We start by importing the necessary packages and defining the contstants and functions that will be used throughout this section.

In [2]:
# Constants
BASE_URL = 'https://www.atlasobscura.com'

### 1.1. Getting the list of places

Our task is to get the list of places in the top 400 pages sorted by popularity. The URLs of those pages follow the same format

In [3]:
# Top first 400 pages of Atlas Obscura
page_urls = [(f'{BASE_URL}/places?page={i}&sort=likes_count') for i in range(1, 401)]

In [4]:
s = requests.Session()

def save_html(url, path):
    if os.path.exists(path):
        return

    r = s.get(url)
    while r.status_code != 200:
        r = s.get(url)
        time.sleep(30)

    with open(path, 'w') as f:
        f.write(r.text)

We iterate over the URLs of the top 400 pages and save their html content in a folder.

In [5]:
for i, url in tqdm(enumerate(page_urls), total=len(page_urls)):
    path = f'data/pages/page_{i}.html'
    save_html(url, path)

100%|██████████| 400/400 [00:00<00:00, 82744.21it/s]

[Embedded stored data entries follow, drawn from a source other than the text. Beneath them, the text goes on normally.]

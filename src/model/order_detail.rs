use chrono::{DateTime, Utc};
use rust_decimal::Decimal;

/// one line item of an outbound order, `detail_id` of zero marks a row
/// which has not been persisted yet
#[derive(Debug, Clone)]
pub struct OrderDetailModel {
    pub detail_id: u64,
    pub order_id: u64,
    pub product_id: u64,
    pub quantity: Decimal,
    pub unit_price: Decimal,
    pub batch_number: Option<String>,
    pub expiry: Option<DateTime<Utc>>,
    pub remark: Option<String>,
}

impl OrderDetailModel {
    pub fn is_create(&self) -> bool {
        self.detail_id == 0
    }
    pub fn quantity_positive(&self) -> bool {
        self.quantity > Decimal::ZERO
    }
}

/// line item joined with the product catalog, the shape returned to
/// listing clients
#[derive(Debug, Clone)]
pub struct OrderDetailReadModel {
    pub detail_id: u64,
    pub order_id: u64,
    pub product_id: u64,
    pub product_name: String,
    pub product_code: String,
    pub quantity: Decimal,
    pub unit_price: Decimal,
    pub batch_number: String,
    pub expiry: Option<DateTime<Utc>>,
    pub remark: String,
}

Now, we parse over the html content of each page and extract the list of places. We save the URLs of the places in a text file as instructed.

In [6]:
# Grabbing the urls of all the places
place_urls = []
for i in tqdm(range(400)):

    with open(f'data/pages/page_{i}.html', 'r') as f:
        html = f.read()
    
    soup = BeautifulSoup(html, 'html.parser')
    place_urls.extend([a['href'] for a in soup.find_all('a', class_='content-card content-card-place')])

# Save the list of hrefs as text file
with open('data/misc/place_urls.txt', 'w') as f:
    for url in place_urls:
        f.write(f'{url}\n')

100%|██████████| 400/400 [01:01<00:00,  6.45it/s]


In [7]:
# Delete all variables that are no longer needed
del html, soup, f, i, url, page_urls, place_urls, path

### 1.2. Crawl places

In [9]:
# Read the list of place urls
with open('data/misc/place_urls.txt', 'r') as f:
    place_urls = [url.strip() for url in f.readlines()]

In [10]:
for url in tqdm(place_urls):
    save_html(BASE_URL + url, f'data{url}.html')

100%|██████████| 7200/7200 [00:00<00:00, 55704.23it/s]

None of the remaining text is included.